The Mardi Trek is so wild you don’t want to brag about once it is over so it remains that way

Pics: Sewa Bhattarai

The conundrum of writing about a tranquil place not yet discovered by mass tourism is that you become the reason it loses its tranquility. Tourism worldwide has a tendency to despoil a place by ‘discovering’ another new untouched destination.

Many trekkers are now coming to Nepal to get away from places where all you see are other trekkers. More and more, they are going for off the beaten treks to Kangchenjunga, Dolpo or Rolwaling. The Prime Minister is launching a tourism campaign from Rara Lake on New Year’s Day. Who is going to tell him that it may not be such a good idea?

One of Nepal’s hidden gems has always been the Mardi Trek. In fact for many years, those who went on it did not share their photographs, and did not brag about how stunningly scenic the trip was because they did not want hordes of tourists descending (ascending) to its knife-like ridge that forms the southwestern spur of Mt Machhapuchre.

Mardi (rhymes with ‘muddy’ not ‘hardy’) is indeed more out-of-this-world than all other other-worldly places in Nepal, or the planet. It has unbroken vistas, big sky, solitude and wilderness. And the surprising thing is how accessible it is now from Pokhara.

If you start from Dhampus, the Mardi route first follows the Annapurna Circuit for a short bit, then strikes off at Pitam Deurali (2,050m) into and up a ridge ablaze with pink rhododendrons in this season. You walk on a carpet of petals through a fragrant forest.

It takes four hours to reach Forest Camp (2,500m) where there are supposed to be tea shops, but it is deserted. Unlike other popular trekking trails, the tea shops here are spaced more widely and since food has to be portered in, it is more expensive.

But there are signs that things may change soon. In anticipation of the growing popularity of the Mardi Trek, new rest houses are going up at a rapid pace.
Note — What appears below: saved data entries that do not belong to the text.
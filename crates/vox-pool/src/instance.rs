use vox_foundation::error::VoxError;

/// A pooled resource (spec §4.10): a model-provider wrapper that can be
/// restored to a reusable state or permanently torn down.
pub trait PoolInstance: Send + 'static {
    /// Restores the instance to a reusable state before it goes back into
    /// the pool. A failure here is logged, not fatal — the instance is
    /// still returned (spec §4.10, §7).
    fn reset(&mut self) -> Result<(), VoxError>;

    /// Permanently destroys the instance (called on eviction and on pool
    /// close).
    fn release(self) -> Result<(), VoxError>;
}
The lodges are all recently built, still smell of fresh wood and don’t even have names or menus yet. You just hope the new blue tin roofs do not photobomb the sweeping view of the Annapurnas.

Locals say it never rains on Mardi Ridge, it pours. Or, it is snow and hail. True to form, there is a terrific hailstorm that morning at Forest Camp. At Low Camp (2,970m), the clouds open up just enough to offer a magnificent view of Mt Machapuchre, blanketed in fresh snow (pictured).

Badal Danda lives up to its name, with clouds obstructing the view. Snow starts falling by afternoon in light swirls and by morning it covers the trail. The narrow trail hugs the cliff on one side with a sheer drop on the other, the rhododendrons are now deep red, looking like shining drops of blood on the snowy slopes.

 

High Camp (3,550m) is above the tree-line, and the trail along the ridge becomes even more precarious en route to Viewpoint which doesn’t offer any views by afternoon because of billowing mist. Mardi Base Camp (4,500m) is another two hour climb, but for that you will need climbing gear.

If you don’t want to return the way you came, there is a straight descent down the slope to Sidhing (1,700m) from where there are jeeps to Pokhara, there is also a trail further down to Lwong or Lumre.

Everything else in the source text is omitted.